One thing Maui hates about the open ocean is its unacceptable lack of shade. On his thousand-year vacation home, at least there were cool caves to which he could retreat when the sun got particularly brutal. (Sometimes, he's convinced that giant ball of light is just being petty and trying to enact revenge for him slowing it down. Speedy little nuisance.) But out here, surrounded by nothing but waves and waves and waves and the spray off those same damned waves, there's no reprieve from the heat.

One thing Maui likes about this journey, though - of which there are very, very few, he'd like to state, for the record (though not the scoreboard, because his traitorous smaller self has overwritten that one practically deifying the girl - the child- he's sailing with) - is that with the princess minding the stays, Maui can do a fair bit of relaxing. "Wayfinders endure anything," he'd thrown over his shoulder that morning, before promptly flopping face-down on the deck.

He's still pretty surprised the ocean hadn't sent some leftover Kakamora dart toward his nose for that particular comment. He's not sure if it's because the ocean knows he'd dodge this time, or if it's ignoring him in favor of Princess.

Probably that last one. She's been nattering on for the past half-hour about this whole epic voyage. And hey, as much as he appreciates her rescue from Tamatoa - no, really, one-hundred percent sincerely - she talks so. Much. Everything is a Gods-damned novelty to this particular Chief's daughter. It's like she's never been out on the ocean before.

But, because Maui is a gracious demigod, he'll let her have her amusement. So long as she gets her beauty rest at somepoint, he'll be a-okay. Though however he tries to pretend he's ignoring her - whoops, however he ignores her, and definitely succeeds - something keeps irking at him.

There she goes again. He sighs.

"It's called a horizon, Princess," he grunts, unwilling to expend the effort to look up at her. Sweat beads uncomfortably on his forehead then trickles down his nose, and with a resigned groan, he lets it.

She cuts off mid-sentence, and there's a quiet splash as the ocean becomes nothing more than water and salt once more. "Huh?" she asks.
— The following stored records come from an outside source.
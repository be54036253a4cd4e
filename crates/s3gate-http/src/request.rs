//! Immutable view over the parts of an HTTP request the dispatcher looks at.

use http::{HeaderMap, Method};
use percent_encoding::percent_decode_str;

/// The request as the dispatcher sees it: method, path, Host, headers and
/// parsed query parameters. Nothing here reads the body.
#[derive(Debug, Clone)]
pub struct S3RequestView<'a> {
    method: &'a Method,
    path: &'a str,
    host: Option<&'a str>,
    headers: &'a HeaderMap,
    query: Vec<(String, String)>,
}

impl<'a> S3RequestView<'a> {
    /// Assemble a view from its pieces; `query` is the raw query string.
    #[must_use]
    pub fn new(
        method: &'a Method,
        path: &'a str,
        host: Option<&'a str>,
        headers: &'a HeaderMap,
        query: &str,
    ) -> Self {
        Self {
            method,
            path,
            host,
            headers,
            query: parse_query_params(query),
        }
    }

    /// Build a view over request parts. The Host header is preferred; the URI
    /// authority is used for HTTP/2 requests that carry none.
    #[must_use]
    pub fn from_parts(parts: &'a http::request::Parts) -> Self {
        Self::from_components(&parts.method, &parts.uri, &parts.headers)
    }

    /// Build a view over a full request without touching its body.
    #[must_use]
    pub fn from_request<B>(req: &'a http::Request<B>) -> Self {
        Self::from_components(req.method(), req.uri(), req.headers())
    }

    fn from_components(method: &'a Method, uri: &'a http::Uri, headers: &'a HeaderMap) -> Self {
        let host = headers
            .get(http::header::HOST)
            .and_then(|v| v.to_str().ok())
            .or_else(|| uri.authority().map(http::uri::Authority::as_str));
        Self::new(method, uri.path(), host, headers, uri.query().unwrap_or(""))
    }

    /// The HTTP method.
    #[must_use]
    pub fn method(&self) -> &Method {
        self.method
    }

    /// The raw (still percent-encoded) URI path.
    #[must_use]
    pub fn path(&self) -> &str {
        self.path
    }

    /// The Host the client addressed, including any port.
    #[must_use]
    pub fn host(&self) -> Option<&str> {
        self.host
    }

    /// All request headers.
    #[must_use]
    pub fn headers(&self) -> &HeaderMap {
        self.headers
    }

    /// Query parameters in the order they were sent.
    #[must_use]
    pub fn query(&self) -> &[(String, String)] {
        &self.query
    }

    /// The value of the first occurrence of `key`.
    #[must_use]
    pub fn query_value(&self, key: &str) -> Option<&str> {
        self.query
            .iter()
            .find(|(k, _)| k == key)
            .map(|(_, v)| v.as_str())
    }

    /// A header value, if present and valid visible ASCII.
    #[must_use]
    pub fn header_value(&self, name: &http::HeaderName) -> Option<&str> {
        self.headers.get(name).and_then(|v| v.to_str().ok())
    }
}

/// Decode a percent-encoded URI component.
pub(crate) fn decode_uri_component(s: &str) -> String {
    percent_decode_str(s).decode_utf8_lossy().into_owned()
}

/// Parse a query string into key-value pairs. A bare `key` is kept with an
/// empty value so that sub-resource markers like `?uploads` stay visible.
pub(crate) fn parse_query_params(query: &str) -> Vec<(String, String)> {
    query
        .split('&')
        .filter(|s| !s.is_empty())
        .map(|pair| match pair.split_once('=') {
            Some((key, value)) => (decode_query_component(key), decode_query_component(value)),
            None => (decode_query_component(pair), String::new()),
        })
        .collect()
}

/// Query components additionally encode spaces as `+`.
fn decode_query_component(s: &str) -> String {
    if s.contains('+') {
        decode_uri_component(&s.replace('+', " "))
    } else {
        decode_uri_component(s)
    }
}
use crate::{APP_AUTHOR, APP_NAME, APP_QUALIFIER};
use directories::ProjectDirs;
use std::path::{Path, PathBuf};
use thiserror::Error;

#[derive(Debug, Clone)]
pub struct AppDirs {
    config_dir: PathBuf,
    log_dir: PathBuf,
}

impl AppDirs {
    pub fn discover() -> Result<Self, DirsError> {
        let project = ProjectDirs::from(APP_QUALIFIER, APP_AUTHOR, APP_NAME)
            .ok_or(DirsError::MissingProjectDirs)?;
        Ok(Self {
            config_dir: project.config_dir().into(),
            log_dir: project.data_local_dir().join("logs"),
        })
    }

    /// Directories rooted at an explicit base, used when the plugin is installed
    /// somewhere the platform lookup does not know about.
    pub fn rooted_at(base: impl AsRef<Path>) -> Self {
        let base = base.as_ref();
        Self {
            config_dir: base.to_path_buf(),
            log_dir: base.join("logs"),
        }
    }

    /// Create the config and log directories if they are missing.
    pub fn ensure_exists(&self) -> Result<(), DirsError> {
        [&self.config_dir, &self.log_dir]
            .into_iter()
            .try_for_each(|dir| {
                std::fs::create_dir_all(dir).map_err(|source| DirsError::CreateDirectory {
                    path: dir.to_path_buf(),
                    source,
                })
            })
    }

    pub fn config_dir(&self) -> &Path {
        &self.config_dir
    }

    pub fn log_dir(&self) -> &Path {
        &self.log_dir
    }
}

#[derive(Debug, Error)]
pub enum DirsError {
    #[error("unable to determine project directories for oledlink")]
    MissingProjectDirs,
    #[error("cannot create {path}: {source}")]
    CreateDirectory {
        path: PathBuf,
        source: std::io::Error,
    },
}
//! Newline-delimited JSON framing.

use serde::de::DeserializeOwned;
use serde::Serialize;
use thiserror::Error;

/// Frames longer than this are discarded instead of buffered.
pub const MAX_FRAME_LEN: usize = 1024 * 1024;

#[derive(Debug, Error)]
#[error("failed to encode frame: {0}")]
pub struct EncodeError(#[from] serde_json::Error);

#[derive(Debug, Error)]
pub enum DecodeError {
    #[error("empty frame")]
    Empty,
    #[error("malformed frame: {0}")]
    Json(#[from] serde_json::Error),
    #[error("frame of {len} bytes exceeds the frame size limit")]
    FrameTooLarge { len: usize },
    #[error("channel closed in the middle of a {len} byte frame")]
    Truncated { len: usize },
}

/// Encode `value` as one JSON line terminated by `\n`.
///
/// serde_json escapes control characters inside strings, so the only raw
/// newline in the output is the terminator.
pub fn encode<T: Serialize + ?Sized>(value: &T) -> Result<Vec<u8>, EncodeError> {
    let mut frame = serde_json::to_vec(value)?;
    frame.push(b'\n');
    Ok(frame)
}

/// Decode one frame, with or without its line terminator.
pub fn decode<T: DeserializeOwned>(frame: &[u8]) -> Result<T, DecodeError> {
    let body = strip_line_ending(frame);
    if body.len() > MAX_FRAME_LEN {
        return Err(DecodeError::FrameTooLarge { len: body.len() });
    }
    if body.iter().all(u8::is_ascii_whitespace) {
        return Err(DecodeError::Empty);
    }
    Ok(serde_json::from_slice(body)?)
}

fn strip_line_ending(frame: &[u8]) -> &[u8] {
    let frame = frame.strip_suffix(b"\n").unwrap_or(frame);
    frame.strip_suffix(b"\r").unwrap_or(frame)
}

/// Reassembles frames from arbitrarily split reads.
///
/// At most one partial frame is held between calls.
#[derive(Debug)]
pub struct FrameBuffer {
    partial: Vec<u8>,
    max_len: usize,
    discarding: bool,
}

impl Default for FrameBuffer {
    fn default() -> Self {
        Self::new()
    }
}

impl FrameBuffer {
    pub fn new() -> Self {
        Self::with_max_len(MAX_FRAME_LEN)
    }

    pub fn with_max_len(max_len: usize) -> Self {
        Self {
            partial: Vec::new(),
            max_len,
            discarding: false,
        }
    }

    /// Feed a chunk of bytes and collect every frame it completes.
    ///
    /// Blank lines are skipped. An oversized frame yields a single
    /// `FrameTooLarge` and is dropped up to its terminating newline.
    pub fn push(&mut self, chunk: &[u8]) -> Vec<Result<Vec<u8>, DecodeError>> {
        let mut frames = Vec::new();
        let mut rest = chunk;

        while let Some(pos) = rest.iter().position(|b| *b == b'\n') {
            let line = &rest[..pos];
            rest = &rest[pos + 1..];

            if self.discarding {
                self.discarding = false;
                continue;
            }
            let len = self.partial.len() + line.len();
            if len > self.max_len {
                self.partial.clear();
                frames.push(Err(DecodeError::FrameTooLarge { len }));
                continue;
            }
            self.partial.extend_from_slice(line);
            let frame = std::mem::take(&mut self.partial);
            if frame.iter().all(u8::is_ascii_whitespace) {
                continue;
            }
            frames.push(Ok(frame));
        }

        if !rest.is_empty() && !self.discarding {
            let len = self.partial.len() + rest.len();
            if len > self.max_len {
                self.partial.clear();
                self.discarding = true;
                frames.push(Err(DecodeError::FrameTooLarge { len }));
            } else {
                self.partial.extend_from_slice(rest);
            }
        }

        frames
    }

    /// Bytes of the frame currently being assembled.
    pub fn pending(&self) -> usize {
        self.partial.len()
    }

    /// Called at end of stream; reports a frame that never got its newline.
    pub fn finish(&mut self) -> Option<DecodeError> {
        self.discarding = false;
        let partial = std::mem::take(&mut self.partial);
        if partial.iter().all(u8::is_ascii_whitespace) {
            None
        } else {
            Some(DecodeError::Truncated { len: partial.len() })
        }
    }
}
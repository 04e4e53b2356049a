pub mod config;
pub mod logging;
pub mod models;
pub mod paths;

pub use config::{
    ChannelMode, Config, ConfigError, LogLevel, LoggingConfig, RestartConfig, RestartPolicy,
    ValidationError, WorkerConfig,
};
pub use logging::{init_logging, LoggingError, LoggingGuard};
pub use models::{PlaybackState, PlaybackStatus};
pub use paths::{AppDirs, DirsError};

pub const APP_NAME: &str = "oledlink";
pub const APP_AUTHOR: &str = "oledlink";
pub const APP_QUALIFIER: &str = "io";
"Horizon. Her-eyes-un. That's what it's called."

"That's what what's called?"

As Maui takes a couple of seconds to process that question, Moana scooches from her side of their craft toward him. She yelps at the sideways motion as the boat lurches with the sudden redistribution of weight. He stifles a laugh, but only because he owes her for saving his "hiney" from ol' Glittershell a couple of days ago. That's the only reason.

"The horizon," he says again, and groans as he rolls onto his back. The wood against his skin is painfully hot without the shadow of his incredibly toned body to cool it. He debates rolling back over, but decides against it. How could he deprive her of his amazingly good-looking face?
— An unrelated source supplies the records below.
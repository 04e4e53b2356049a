//! Ordered, bounded message channel to the worker.
//!
//! The channel is transport agnostic: the supervisor hands it one half of a
//! socket pair or the worker's stdin, tests hand it a `tokio::io::duplex`.

use crate::codec::{decode, encode, EncodeError, FrameBuffer};
use crate::error::WorkerError;
use crate::protocol::{HostMessage, WorkerFrame, WorkerMessage};
use crate::sink::LogSink;
use serde::Serialize;
use std::sync::atomic::{AtomicU64, Ordering};
use std::sync::Arc;
use std::time::Duration;
use tokio::io::{AsyncRead, AsyncReadExt, AsyncWrite, AsyncWriteExt};
use tokio::sync::mpsc::{self, error::SendTimeoutError};
use tokio::task::JoinHandle;

/// Callback for frames the worker sends back.
pub type InboundHandler = Arc<dyn Fn(WorkerFrame) + Send + Sync>;

const READ_CHUNK: usize = 8 * 1024;

#[derive(Debug, Clone, Copy)]
pub struct ChannelOptions {
    /// Frames that may wait for the writer before `send` starts blocking.
    pub capacity: usize,
    /// How long `send` waits for queue space before dropping the message.
    pub send_timeout: Duration,
}

impl Default for ChannelOptions {
    fn default() -> Self {
        Self {
            capacity: 64,
            send_timeout: Duration::from_millis(500),
        }
    }
}

/// What the writer task managed to do before it finished.
#[derive(Debug, Clone, Copy, Default, PartialEq, Eq)]
pub struct WriterReport {
    pub written: u64,
    pub dropped: usize,
}

/// Frames accepted by `send` versus frames the writer has settled, so a
/// cancelled writer can still account for its queue.
#[derive(Debug, Default)]
struct Backlog {
    accepted: AtomicU64,
    written: AtomicU64,
    dropped: AtomicU64,
}

impl Backlog {
    fn unsettled(&self) -> u64 {
        self.accepted
            .load(Ordering::SeqCst)
            .saturating_sub(self.written.load(Ordering::SeqCst))
            .saturating_sub(self.dropped.load(Ordering::SeqCst))
    }
}

/// Sending side of the worker channel. Cheap to clone; the writer shuts the
/// transport down once every clone is dropped and the queue is flushed.
#[derive(Debug, Clone)]
pub struct MessageChannel {
    tx: mpsc::Sender<HostMessage>,
    send_timeout: Duration,
    backlog: Arc<Backlog>,
}

/// Handle on the writer task returned by [`MessageChannel::open`].
pub struct ChannelWriter {
    task: JoinHandle<WriterReport>,
    backlog: Arc<Backlog>,
    sink: Arc<dyn LogSink>,
}

impl std::fmt::Debug for ChannelWriter {
    fn fmt(&self, f: &mut std::fmt::Formatter<'_>) -> std::fmt::Result {
        f.debug_struct("ChannelWriter")
            .field("finished", &self.task.is_finished())
            .field("backlog", &self.backlog)
            .finish()
    }
}

impl ChannelWriter {
    /// Wait up to `timeout` for the writer to flush and finish.
    ///
    /// A writer that is still busy afterwards is cancelled, and every frame it
    /// never wrote is reported to the sink as `ChannelClosed`.
    pub async fn close(mut self, timeout: Duration) -> WriterReport {
        match tokio::time::timeout(timeout, &mut self.task).await {
            Ok(Ok(report)) => return report,
            Ok(Err(err)) => tracing::warn!(error = %err, "display worker channel writer failed"),
            Err(_) => {
                tracing::warn!("display worker channel did not flush in time");
                self.task.abort();
            }
        }

        let unsettled = self.backlog.unsettled() as usize;
        if unsettled > 0 {
            self.sink
                .failure(&WorkerError::ChannelClosed { dropped: unsettled });
        }
        WriterReport {
            written: self.backlog.written.load(Ordering::SeqCst),
            dropped: self.backlog.dropped.load(Ordering::SeqCst) as usize + unsettled,
        }
    }

    /// Cancel the writer without accounting for its queue.
    pub fn abort(&self) {
        self.task.abort();
    }

    pub fn is_finished(&self) -> bool {
        self.task.is_finished()
    }
}

impl MessageChannel {
    /// Start the writer task over `writer`.
    pub fn open<W>(
        writer: W,
        options: ChannelOptions,
        sink: Arc<dyn LogSink>,
    ) -> (Self, ChannelWriter)
    where
        W: AsyncWrite + Unpin + Send + 'static,
    {
        let (tx, rx) = mpsc::channel(options.capacity.max(1));
        let backlog = Arc::new(Backlog::default());
        let task = tokio::spawn(write_frames(writer, rx, sink.clone(), backlog.clone()));
        (
            Self {
                tx,
                send_timeout: options.send_timeout,
                backlog: backlog.clone(),
            },
            ChannelWriter {
                task,
                backlog,
                sink,
            },
        )
    }

    /// Queue a message. Frames reach the worker in the order they were queued.
    pub async fn send(&self, message: HostMessage) -> Result<(), WorkerError> {
        // Counted before queueing: the writer may settle the frame first.
        self.backlog.accepted.fetch_add(1, Ordering::SeqCst);
        let result = self.tx.send_timeout(message, self.send_timeout).await;
        if result.is_err() {
            self.backlog.accepted.fetch_sub(1, Ordering::SeqCst);
        }
        match result {
            Ok(()) => Ok(()),
            Err(SendTimeoutError::Timeout(_)) => Err(WorkerError::SendTimeout {
                timeout: self.send_timeout,
            }),
            Err(SendTimeoutError::Closed(_)) => Err(WorkerError::ChannelClosed { dropped: 1 }),
        }
    }

    pub fn is_closed(&self) -> bool {
        self.tx.is_closed()
    }
}

async fn write_frames<W>(
    mut writer: W,
    mut rx: mpsc::Receiver<HostMessage>,
    sink: Arc<dyn LogSink>,
    backlog: Arc<Backlog>,
) -> WriterReport
where
    W: AsyncWrite + Unpin,
{
    let mut report = WriterReport::default();
    let mut sequencer = Sequencer::default();

    while let Some(message) = rx.recv().await {
        let (seq, frame) = match sequencer.frame(&message) {
            Ok(framed) => framed,
            Err(err) => {
                sink.failure(&WorkerError::Encode(err));
                report.dropped += 1;
                backlog.dropped.fetch_add(1, Ordering::SeqCst);
                continue;
            }
        };

        if let Err(err) = write_frame(&mut writer, &frame).await {
            rx.close();
            let mut dropped = 1;
            while rx.recv().await.is_some() {
                dropped += 1;
            }
            tracing::warn!(seq, dropped, error = %err, "write to display worker failed");
            sink.failure(&WorkerError::ChannelClosed { dropped });
            report.dropped += dropped;
            backlog.dropped.fetch_add(dropped as u64, Ordering::SeqCst);
            return report;
        }

        report.written += 1;
        backlog.written.fetch_add(1, Ordering::SeqCst);
        tracing::trace!(seq, "frame written to display worker");
    }

    if let Err(err) = writer.shutdown().await {
        tracing::debug!(error = %err, "closing display worker channel failed");
    }
    report
}

/// Wire shape of [`HostFrame`](crate::protocol::HostFrame), borrowing the
/// message.
#[derive(Serialize)]
struct OutgoingFrame<'a, M> {
    seq: u64,
    message: &'a M,
}

/// Hands out `seq` numbers; a frame that fails to encode does not use one up.
#[derive(Debug, Default)]
struct Sequencer {
    last: u64,
}

impl Sequencer {
    fn frame<M: Serialize>(&mut self, message: &M) -> Result<(u64, Vec<u8>), EncodeError> {
        let seq = self.last + 1;
        let frame = encode(&OutgoingFrame { seq, message })?;
        self.last = seq;
        Ok((seq, frame))
    }
}

async fn write_frame<W>(writer: &mut W, frame: &[u8]) -> std::io::Result<()>
where
    W: AsyncWrite + Unpin,
{
    writer.write_all(frame).await?;
    writer.flush().await
}

/// Read frames from the worker until its end of the channel closes.
///
/// Malformed frames are reported to the sink and skipped; the channel stays
/// open.
pub fn spawn_inbound_reader<R>(
    reader: R,
    sink: Arc<dyn LogSink>,
    handler: Option<InboundHandler>,
) -> JoinHandle<()>
where
    R: AsyncRead + Unpin + Send + 'static,
{
    tokio::spawn(read_frames(reader, sink, handler))
}

async fn read_frames<R>(mut reader: R, sink: Arc<dyn LogSink>, handler: Option<InboundHandler>)
where
    R: AsyncRead + Unpin,
{
    let mut frames = FrameBuffer::new();
    let mut chunk = vec![0u8; READ_CHUNK];

    loop {
        let n = match reader.read(&mut chunk).await {
            Ok(0) => break,
            Ok(n) => n,
            Err(err) => {
                tracing::debug!(error = %err, "reading from display worker channel failed");
                break;
            }
        };

        for frame in frames.push(&chunk[..n]) {
            match frame.and_then(|raw| decode::<WorkerFrame>(&raw)) {
                Ok(frame) => dispatch(frame, handler.as_ref()),
                Err(err) => sink.failure(&WorkerError::Decode(err)),
            }
        }
    }

    if let Some(err) = frames.finish() {
        sink.failure(&WorkerError::Decode(err));
    }
}

fn dispatch(frame: WorkerFrame, handler: Option<&InboundHandler>) {
    if let Some(handler) = handler {
        handler(frame);
        return;
    }

    match &frame.message {
        WorkerMessage::Ready { protocol_version } => {
            tracing::info!(protocol_version, "display worker ready")
        }
        WorkerMessage::Ack { seq } => tracing::trace!(seq, "display worker ack"),
        WorkerMessage::Log { level, message } => match level.as_str() {
            "error" => tracing::error!(target: "display_worker", "{}", message),
            "warn" | "warning" => tracing::warn!(target: "display_worker", "{}", message),
            "debug" => tracing::debug!(target: "display_worker", "{}", message),
            _ => tracing::info!(target: "display_worker", "{}", message),
        },
        WorkerMessage::Command { name, .. } => {
            tracing::debug!(command = %name, "unhandled display worker command")
        }
    }
}
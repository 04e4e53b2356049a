//! Display side of the plugin: turns host lifecycle hooks and state changes
//! into messages for the supervised worker.

pub mod forwarder;
pub mod plugin;

pub use forwarder::{DisplayTarget, ErrorCallback, ForwarderStats, StateForwarder};
pub use plugin::{DisplayPlugin, STOP_BANNER};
He flops a hand toward the sea, gesturing in the direction of the horizon. "That thing. You keep calling it 'the line where the sky meets the sea', and I get it, Princess, you royalty like to flap your big mouths where people can hear you. But substituting eight words where you could use one is pretty unnecessary."
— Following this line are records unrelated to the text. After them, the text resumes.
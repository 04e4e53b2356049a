//! State forwarding for the display.
//!
//! Forwarding failures never reach the host: they are logged and handed to
//! the optional error callback.

use async_trait::async_trait;
use oledlink_core::PlaybackState;
use oledlink_worker::{ChildSupervisor, HostMessage, StateMessage, WorkerError};
use serde_json::Value;
use std::sync::Arc;

/// Type alias for error callbacks.
pub type ErrorCallback = Box<dyn Fn(&str) + Send + Sync>;

/// Anything that accepts messages for the display.
#[async_trait]
pub trait DisplayTarget: Send + Sync {
    async fn send(&self, message: HostMessage) -> Result<(), WorkerError>;
}

#[async_trait]
impl DisplayTarget for ChildSupervisor {
    async fn send(&self, message: HostMessage) -> Result<(), WorkerError> {
        ChildSupervisor::send(self, message).await
    }
}

/// Counters kept by [`StateForwarder`].
#[derive(Debug, Clone, Copy, Default, PartialEq, Eq)]
pub struct ForwarderStats {
    pub forwarded: u64,
    pub failed: u64,
    /// Failures where the message never reached the worker.
    pub dropped: u64,
}

/// Forwards host state changes to a [`DisplayTarget`].
pub struct StateForwarder {
    target: Arc<dyn DisplayTarget>,
    enabled: bool,
    error_callback: Option<ErrorCallback>,
    stats: ForwarderStats,
}

impl std::fmt::Debug for StateForwarder {
    fn fmt(&self, f: &mut std::fmt::Formatter<'_>) -> std::fmt::Result {
        f.debug_struct("StateForwarder")
            .field("enabled", &self.enabled)
            .field("stats", &self.stats)
            .finish()
    }
}

impl StateForwarder {
    pub fn new(target: Arc<dyn DisplayTarget>) -> Self {
        Self {
            target,
            enabled: true,
            error_callback: None,
            stats: ForwarderStats::default(),
        }
    }

    /// Set a callback for error notifications.
    pub fn set_error_callback<F>(&mut self, callback: F)
    where
        F: Fn(&str) + Send + Sync + 'static,
    {
        self.error_callback = Some(Box::new(callback));
    }

    pub fn set_enabled(&mut self, enabled: bool) {
        self.enabled = enabled;
    }

    pub fn is_enabled(&self) -> bool {
        self.enabled
    }

    pub fn stats(&self) -> ForwarderStats {
        self.stats
    }

    /// Forward a typed playback state.
    pub async fn on_state_changed(&mut self, state: &PlaybackState) {
        if !self.enabled {
            return;
        }

        match StateMessage::from_state(state) {
            Ok(message) => self.forward(message).await,
            Err(e) => self.report(&WorkerError::Encode(e)),
        }
    }

    /// Forward the host's raw state object as is.
    pub async fn forward_value(&mut self, value: Value) {
        if !self.enabled {
            return;
        }
        self.forward(StateMessage::new(value)).await;
    }

    async fn forward(&mut self, message: StateMessage) {
        match self.target.send(HostMessage::State(message)).await {
            Ok(()) => {
                self.stats.forwarded += 1;
                tracing::trace!(forwarded = self.stats.forwarded, "state forwarded to display");
            }
            Err(e) => self.report(&e),
        }
    }

    fn report(&mut self, error: &WorkerError) {
        self.stats.failed += 1;
        if error.is_dropped_message() {
            self.stats.dropped += 1;
        }
        tracing::warn!(
            error = %error,
            failed = self.stats.failed,
            dropped = self.stats.dropped,
            "display state update failed"
        );

        if let Some(callback) = &self.error_callback {
            callback(&format!("Display update failed: {}", error));
        }
    }
}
In his peripheries, her face flickers with confusion. "There's a word for that?" she whispers, voice tinged with awe.

Suddenly uncomfortable at her voice, Maui shifts into a half-sitting position, leaning against his elbows, finally wiping his forehead. Gross. "Uh, yeah," he replies in his best duh, Princesstone of voice. "Using all those extra words just makes you sound pretentious. It's not a good look on you, Princess. On me, on the other hand -"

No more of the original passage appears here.